RESULTS: Among 631 Hispanic patients, 40.1% reported ever using CIH. Herbal products/dietary supplements were used most often (35.3%), followed by bodywork (16.5%), mind-body practices (7.8%), and homeopathy (6.7%). About 60% of participants reported CIH use to address specific health conditions; however, most patients did not discuss CIH use with their physicians (76.3%). Women reported higher CIH use than did men (45.1% versus 35.9%; odds ratio, 1.49 [95% confidence interval, 1.07-2.08]; p=0.02).
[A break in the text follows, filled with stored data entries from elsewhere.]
//! Question pattern library and energy matching.
//!
//! - [`library`]: rhetorical categories, their templates and the stage mapping
//! - [`energy`]: tone classification and tone-specific question rewrites

mod energy;
mod library;

pub use energy::*;
pub use library::*;
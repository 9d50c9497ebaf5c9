use crate::{
    error::MergeError,
    merge::{SideFields, fold_leg},
    types::record::{Field, Record},
};

#[derive(Debug, Clone, PartialEq, Eq)]
pub struct DustFields {
    pub buy: SideFields,
    pub sell: SideFields,
    pub comment: Field,
}

impl Default for DustFields {
    fn default() -> Self {
        DustFields {
            buy: SideFields::BUY,
            sell: SideFields::SELL,
            comment: Field::Comment,
        }
    }
}

/// Folds a dust conversion, the small balance sold and the BNB received, into one record.
pub fn merge(group: &[Record], fields: &DustFields) -> Result<Record, MergeError> {
    let [first, second] = group else {
        return Err(MergeError::WrongGroupSize {
            expected: "2",
            group: group.to_vec(),
        });
    };

    let mut acc = first.clone();
    fold_leg(&mut acc, second, [fields.buy, fields.sell], fields.comment, group)?;
    Ok(acc)
}

#[cfg(test)]
mod tests {
    use super::*;
    use crate::types::record::{RecordBuilder, RecordType};

    fn dust() -> RecordBuilder {
        RecordBuilder::new(RecordType::Dust).field(Field::Op, "Small assets exchange BNB")
    }

    #[test]
    fn test_merge_dust_pair() {
        let group = [dust().sell("0.3", "DOGE").build(), dust().buy("0.0001", "BNB").build()];

        let merged = merge(&group, &DustFields::default()).unwrap();

        assert_eq!(merged.get(Field::SellAmount), "0.3");
        assert_eq!(merged.get(Field::SellCoin), "DOGE");
        assert_eq!(merged.get(Field::BuyAmount), "0.0001");
        assert_eq!(merged.get(Field::BuyCoin), "BNB");
    }

    #[test]
    fn test_merge_dust_joins_remarks() {
        let group = [
            dust().sell("0.3", "DOGE").field(Field::Comment, "converted").build(),
            dust().buy("0.0001", "BNB").field(Field::Comment, "to BNB").build(),
        ];

        let merged = merge(&group, &DustFields::default()).unwrap();
        assert_eq!(merged.get(Field::Comment), "converted; to BNB");
    }

    #[test]
    fn test_merge_dust_wrong_size() {
        let single = [dust().sell("0.3", "DOGE").build()];
        let triple = [
            dust().sell("0.3", "DOGE").build(),
            dust().buy("0.0001", "BNB").build(),
            dust().sell("0.1", "SHIB").build(),
        ];

        assert!(matches!(
            merge(&single, &DustFields::default()),
            Err(MergeError::WrongGroupSize { .. })
        ));
        assert!(matches!(
            merge(&triple, &DustFields::default()),
            Err(MergeError::WrongGroupSize { .. })
        ));
        assert!(matches!(
            merge(&[], &DustFields::default()),
            Err(MergeError::WrongGroupSize { .. })
        ));
    }

    #[test]
    fn test_merge_dust_two_sells() {
        let group = [dust().sell("0.3", "DOGE").build(), dust().sell("0.1", "SHIB").build()];

        // Sides are checked buy first, so the empty buy side is reported.
        assert!(matches!(
            merge(&group, &DustFields::default()),
            Err(MergeError::MissingOperationLeg { side: "buy", .. })
        ));
    }
}
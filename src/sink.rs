use std::{fs::File, io, path::Path};

use crate::{
    error::Error,
    types::record::{Field, Record},
};

/// Receives output records in their final order.
pub trait Sink {
    fn emit(&mut self, record: Record) -> Result<(), Error>;
}

impl Sink for Vec<Record> {
    fn emit(&mut self, record: Record) -> Result<(), Error> {
        self.push(record);
        Ok(())
    }
}

/// Writes records as CSV rows as soon as they are emitted.
pub struct CsvSink<W: io::Write> {
    writer: csv::Writer<W>,
}

impl<W: io::Write> CsvSink<W> {
    pub fn new(inner: W, delimiter: u8) -> Result<Self, Error> {
        let mut writer = csv::WriterBuilder::new()
            .delimiter(delimiter)
            .from_writer(inner);
        writer.write_record(Field::headers())?;
        Ok(CsvSink { writer })
    }

    pub fn finish(mut self) -> Result<W, Error> {
        self.writer.flush()?;
        self.writer
            .into_inner()
            .map_err(|err| Error::Io(err.into_error()))
    }
}

impl CsvSink<File> {
    pub fn create<P: AsRef<Path>>(path: P, delimiter: u8) -> Result<Self, Error> {
        CsvSink::new(File::create(path)?, delimiter)
    }
}

impl<W: io::Write> Sink for CsvSink<W> {
    fn emit(&mut self, record: Record) -> Result<(), Error> {
        self.writer.write_record(record.values())?;
        Ok(())
    }
}

#[cfg(test)]
mod tests {
    use super::*;
    use crate::types::record::{RecordBuilder, RecordType};

    #[test]
    fn test_csv_sink_writes_header_and_rows() {
        let mut sink = CsvSink::new(Vec::new(), b';').unwrap();
        sink.emit(
            RecordBuilder::new(RecordType::Deposit)
                .buy("1.5", "BTC")
                .field(Field::Exchange, "Binance")
                .build(),
        )
        .unwrap();

        let written = String::from_utf8(sink.finish().unwrap()).unwrap();
        let lines: Vec<&str> = written.lines().collect();

        assert_eq!(
            lines[0],
            "Tipo;Operacion;Compra;MonedaC;Venta;MonedaV;Comision;MonedaF;Exchange;Grupo;Comentario;Fecha"
        );
        assert_eq!(lines[1], "Deposit;;1.5;BTC;;;;;Binance;;;");
        assert_eq!(lines.len(), 2);
    }

    #[test]
    fn test_vec_sink_keeps_order() {
        let mut sink: Vec<Record> = Vec::new();
        let first = RecordBuilder::new(RecordType::Deposit).buy("1", "BTC").build();
        let second = RecordBuilder::new(RecordType::Deposit).buy("2", "BTC").build();

        sink.emit(first.clone()).unwrap();
        sink.emit(second.clone()).unwrap();
        assert_eq!(sink, vec![first, second]);
    }
}
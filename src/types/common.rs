pub type UserId = String;
pub type GroupKey = String;
pub type BlockKey = String;

/// One row of a Binance transaction history export.
#[derive(Debug, Clone, Default, serde::Deserialize)]
pub struct RawRow {
    #[serde(rename = "User_ID")]
    pub user_id: UserId,
    #[serde(rename = "UTC_Time")]
    pub utc_time: String,
    #[serde(rename = "Account")]
    pub account: String,
    #[serde(rename = "Operation")]
    pub operation: String,
    #[serde(rename = "Coin")]
    pub coin: String,
    #[serde(rename = "Change")]
    pub change: String,
    #[serde(rename = "Remark", default)]
    pub remark: String,
}

#[derive(Debug, Clone, Copy, PartialEq, Eq)]
pub enum RawField {
    UserId,
    UtcTime,
    Account,
    Operation,
    Coin,
    Change,
    Remark,
}

impl RawRow {
    pub fn get(&self, field: RawField) -> &str {
        match field {
            RawField::UserId => &self.user_id,
            RawField::UtcTime => &self.utc_time,
            RawField::Account => &self.account,
            RawField::Operation => &self.operation,
            RawField::Coin => &self.coin,
            RawField::Change => &self.change,
            RawField::Remark => &self.remark,
        }
    }
}
pub mod common;
pub mod record;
CIH use did not differ by clinical stage, time since diagnosis, or preferred language.

CONCLUSIONS: CIH use is prevalent among Hispanic patients with CRC, especially women. Little communication about CIH use occurs between participants and their healthcare providers. Efforts aimed at improving integrative oncology services provide an opportunity to address such gaps in healthcare service.